Amnesty, which was targeted along with several human rights lawyers by the WhatsApp exploit, is working with a group of Israeli citizens and a civil rights group on a legal action to force the Israeli Ministry of Defense to revoke NSO Group’s export license, claiming the company’s flagship product, called Pegasus, is dangerous and prone to abuse – and that NSO deliberately sells it to repressive governments.
After discovering the vulnerability last week, WhatsApp claims it worked “around the clock” to develop a patch to protect users from the exploit, finally releasing the fix on Monday. WhatsApp has also reported the issue to the US Department of Justice, which declined to comment to the Financial Times. The company is not yet aware of how many of its 1.5 billion users were affected by the exploit.
Attackers installed Pegasus on target users’ phones through WhatsApp’s call function, according to the company; users did not even have to answer the call to become infected. Pegasus can turn on a target’s microphone and camera at will, peruse emails and texts, and track location – all without the target’s knowledge.

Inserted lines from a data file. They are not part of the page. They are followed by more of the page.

//! HTTP server for the darkroom image derivative cache.
//!
//! This crate provides:
//! - The derivative cache coordinator (`images`)
//! - Image, health and statistics endpoints
//! - Prometheus metrics

pub mod error;
pub mod handlers;
pub mod images;
pub mod metrics;
pub mod routes;
pub mod state;

pub use error::ApiError;
pub use images::{CacheError, CacheResult, ImageCache};
pub use routes::create_router;
pub use state::AppState;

While NSO claims Pegasus is intended for government usage – its website insists its mission is “developing technology to prevent and investigate terror and crime,” and the company claims it carefully vets customers – a number of activists and human rights campaigners in the Middle East have found themselves on the wrong end of Pegasus attacks. Amnesty International claims “at least 24 human rights defenders, journalists and parliamentarians in Mexico,” an employee, several Saudi activists, an Emirati human rights campaigner, and even (allegedly) Saudi dissident Jamal Khashoggi, whose killers reportedly used the software to track him, have been targeted using Pegasus.
“Under no circumstances would NSO be involved in the operating or identifying of targets of its technology, which is solely operated by intelligence and law enforcement agencies,” NSO said, adding that it would not have the ability to target an individual or organization.
Amnesty International is not the only organization pursuing legal action against NSO. Alaa Mahajne, a lawyer based in Jerusalem, is suing on behalf of Mexican and Saudi citizens targeted with the software. “It’s upsetting but not surprising that my team has been targeted with the very technology that we are raising concerns about in our lawsuits,” she said.